Tak heran apabila kehidupan Suku Anak Dalam tak akrab dengan teknologi jaman sekarang dan masih primitif. Dengan tatanan kehidupan yang sederhana dan primitif, Suku Anak Dalam percaya akan adanya roh. Suku Anak Dalam memercayai adanya roh-roh yang tinggal di benda, seperti batu, dan atau pohon. Kepercayaan Suku Anak Dalam yaitu kepercayaan animisme.  

Kehidupan Suku Anak Dalam

Salah satu suku di Indonesia yaitu Suku Anak Dalam. Suku Anak Dalam menunjukkan eksistensinya di wilayah Sumatera, tepatnya di wilayah Jambi. Suku dengan nama lain Suku Kubu ini menjalani kehidupannya di dalam hutan dan terhindar dari hiruk-pikuk kehidupan jaman now.

Sesuai dengan kehidupan di dalam hutan, tata cara kehidupan yang dijalankan oleh Suku Anak Dalam masih sederhana. Masyarakat Suku Anak Dalam banyak menghabiskan waktunya melakukan perburuan untuk memenuhi kebutuhan makanan.

Selain itu, masyarakatnya pula memanfaatkan tumbuhan yang ada di hutan. Meski menjalani kehidupan di dalam hutan, Suku Anak Dalam dapat memanfaatkan alam untuk memenuhi kebutuhan hidupnya. Selain kegiatan tersebut, Suku Anak Dalam pula melakukan cocok tanam. Cocok tanam dilakukan untuk pemenuhan kebutuhan.

Kesimpulan Pembahasan

Suku Anak Dalam menjadi salah satu suku yang mendiami wilayah Indonesia. Suku Anak Dalam mendiami wilayah Sumatera, tepatnya di Jambi. Masyarakat di bagian Sumatera memanggil suku ini pula dengan sebuatan Suku Kubu. Suku Anak Dalam sendiri memegang arti yakni sekumpulan orang-orang dengan kehidupan di tengah hutan.

Sesuai dengan kehidupan di dalam hutan, tata cara kehidupan yang dijalankan oleh Suku Anak Dalam masih sederhana. Masyarakat Suku Anak Dalam banyak menghabiskan waktunya melakukan perburuan untuk memenuhi kebutuhan makanan. Selain itu, masyarakatnya pula memanfaatkan tumbuhan yang ada di hutan. Cocok tanam pula dilakukan untuk pemenuhan kebutuhan.

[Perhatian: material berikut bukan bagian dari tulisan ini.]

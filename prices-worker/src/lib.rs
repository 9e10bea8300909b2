// prices-worker: Background task execution for the daily average price service
//
// Hosts the aggregation query, the `compute_daily_average` task and the
// in-process task queue that runs it.

pub mod queue;
pub mod registry;
pub mod storage;
pub mod tasks;

pub use queue::{LocalTaskQueue, QueueConfig, QueueStats};
pub use registry::{TaskExecutor, TaskRegistry};
pub use storage::{
    DailyAverageSource, DatabaseSettings, InMemoryPriceStore, PgPriceStore, RepositoryError,
    RepositoryResult,
};
pub use tasks::{compute_daily_average, half_open_window, DailyAverageTask, TaskError};
//! OpenAPI document served at `/api-docs/openapi.json`

use utoipa::openapi::OpenApi as OpenApiDocument;
use utoipa::OpenApi;

use prices_common::{DailyAverage, ErrorCode, ErrorEnvelope};

use crate::handler::{AverageRequest, AverageResponse};
use crate::server::AVERAGE_PRICES_PATH;

#[derive(OpenApi)]
#[openapi(
    info(title = "Daily average prices", description = "Per-day average prices over a date range"),
    paths(crate::handler::average_prices, crate::handler::average_prices_query),
    components(schemas(AverageRequest, AverageResponse, DailyAverage, ErrorEnvelope, ErrorCode)),
    tags((name = "prices", description = "Daily average price endpoints"))
)]
pub struct ApiDoc;

/// Document with the internal endpoint mounted under `average_path`
pub fn openapi(average_path: &str) -> OpenApiDocument {
    let mut doc = ApiDoc::openapi();
    if average_path != AVERAGE_PRICES_PATH {
        if let Some(item) = doc.paths.paths.remove(AVERAGE_PRICES_PATH) {
            doc.paths.paths.insert(average_path.to_string(), item);
        }
    }
    doc
}

#[cfg(test)]
mod tests {
    use super::*;

    #[test]
    fn test_document_lists_both_routes_and_schemas() {
        let doc = serde_json::to_value(openapi(AVERAGE_PRICES_PATH)).unwrap();

        assert!(doc["paths"]["/average-prices"]["post"].is_object());
        assert!(doc["paths"]["/prices/average"]["get"].is_object());
        for schema in ["AverageRequest", "AverageResponse", "DailyAverage", "ErrorEnvelope"] {
            assert!(doc["components"]["schemas"][schema].is_object(), "{schema}");
        }

        let responses = &doc["paths"]["/average-prices"]["post"]["responses"];
        for status in ["200", "400", "502", "504"] {
            assert!(responses[status].is_object(), "{status}");
        }
    }

    #[test]
    fn test_prefix_moves_internal_route() {
        let doc = serde_json::to_value(openapi("/internal/average-prices")).unwrap();

        assert!(doc["paths"]["/internal/average-prices"]["post"].is_object());
        assert!(doc["paths"]["/average-prices"].is_null());
        assert!(doc["paths"]["/prices/average"]["get"].is_object());
    }
}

Meski hidup di dalam hutan, Suku Anak Dalam memiliki adat istiadat serta kepercayaannya sendiri. Beberapa adat istiadat Suku Anak Dalam diantaranya yaitu prinsip matrilineal, belangun, bebalai, serta Tari Elang. Kepercayaan yang dianut oleh masyarakat Suku Anak Dalam yaitu kepercayaan terhadap roh-roh atau animisme.